As we reported last month [1], the pupil barrister complained that Robert Kearney put his arm round him and made a number of “uncomfortable, hostile and intimidating” statements, including that he had “buttfucked another chambers dry”.

The full decision of the tribunal has now been published. It fined Mr Kearney, called in 1996 and based at Lincoln House chambers in Manchester, £1,000 for his “disgraceful” behaviour, noting that he had suspended his application as a pupil supervisor and agreed to “absent himself for 12 months” from Bar Mess events.

Counsel for Mr Kearney told the tribunal he was trying to “mingle with junior members of the profession, which was intended to be a friendly act but because of his drunken state had had exactly the opposite effect”.

Mr Kearney admitted that his behaviour was “entirely unacceptable”, although his “drunken comments were not heard by members of the public as the event had taken place in a private part of a restaurant”. Also they did not take place in the provision of legal services.

However, the tribunal found that other colleagues were present when the behaviour occurred and were “clearly shocked” by it.

The tribunal heard that the pupil was “embarrassed, intimidated and shocked” by the comments and felt “violated, belittled and disgusted”, leaving him with a “bad memory” and reluctance to attend further Bar Mess events.

The pupil complained that Mr Kearney, whom he had never met, was “in a clearly drunken state” when he sat “uncomfortably close” to him, putting his arm round him and “engaging in excessively physical and unwanted contact”.

After asking the pupil his age, Mr Kearney directed an “uncomfortable, hostile and intimidating” question at him – whether he had “ever taken a woman dry from behind”.

Mr Kearney said he did not dispute “any of the contents of the complaint as he is not in a position to dispute the facts as he was so drunk he cannot remember what happened”.

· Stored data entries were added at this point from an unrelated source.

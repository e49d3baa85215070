use axum::Router;
use tower_http::cors::{Any, CorsLayer};

use crate::Result;
use crate::api::{self, AppState};

pub fn app(state: AppState) -> Router {
    let cors = CorsLayer::new()
        .allow_origin(Any)
        .allow_methods(Any)
        .allow_headers(Any);

    Router::new().nest("/api", api::router(state)).layer(cors)
}

pub async fn run(state: AppState, port: u16) -> Result<()> {
    let addr = format!("0.0.0.0:{port}");
    let listener = tokio::net::TcpListener::bind(&addr).await?;
    tracing::info!("Web server running at http://localhost:{}", port);
    axum::serve(listener, app(state)).await?;
    Ok(())
}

Counsel for the Bar Standards Board (BSB) told the tribunal that this was a “single incident” in an otherwise unblemished career. Mr Kearney’s chambers was taking it “very seriously” and he was subject to internal disciplinary proceedings.

The BSB said the barrister had made a “full written apology” and sent a letter of apology to the complainant’s pupil supervisor.

The tribunal found that his conduct fell somewhere between ‘discrimination and harassment’ and ‘misconduct of a sexual nature’.

Either way, he had behaved in a way likely to diminish the trust and confidence the public places in a barrister or in the profession.

Among the mitigating factors found by the tribunal were that it was an isolated act, “Mr Kearney is clearly an asset to the Bar”, and that there were “unhappy circumstances of a serious kind which contributed to his becoming drunk”.

The chairman of the tribunal, Alan Steinfield QC, reprimanded Mr Kearney for his “disgraceful” behaviour, saying he should never have gone to the Mess that evening and trusting that the barrister had learned his lesson that, if he was “already in an inebriated state”, he should not attend professional occasions.

“Mr Kearney must remember that he is a barrister and that he attends these occasions as a barrister and must conduct himself accordingly.”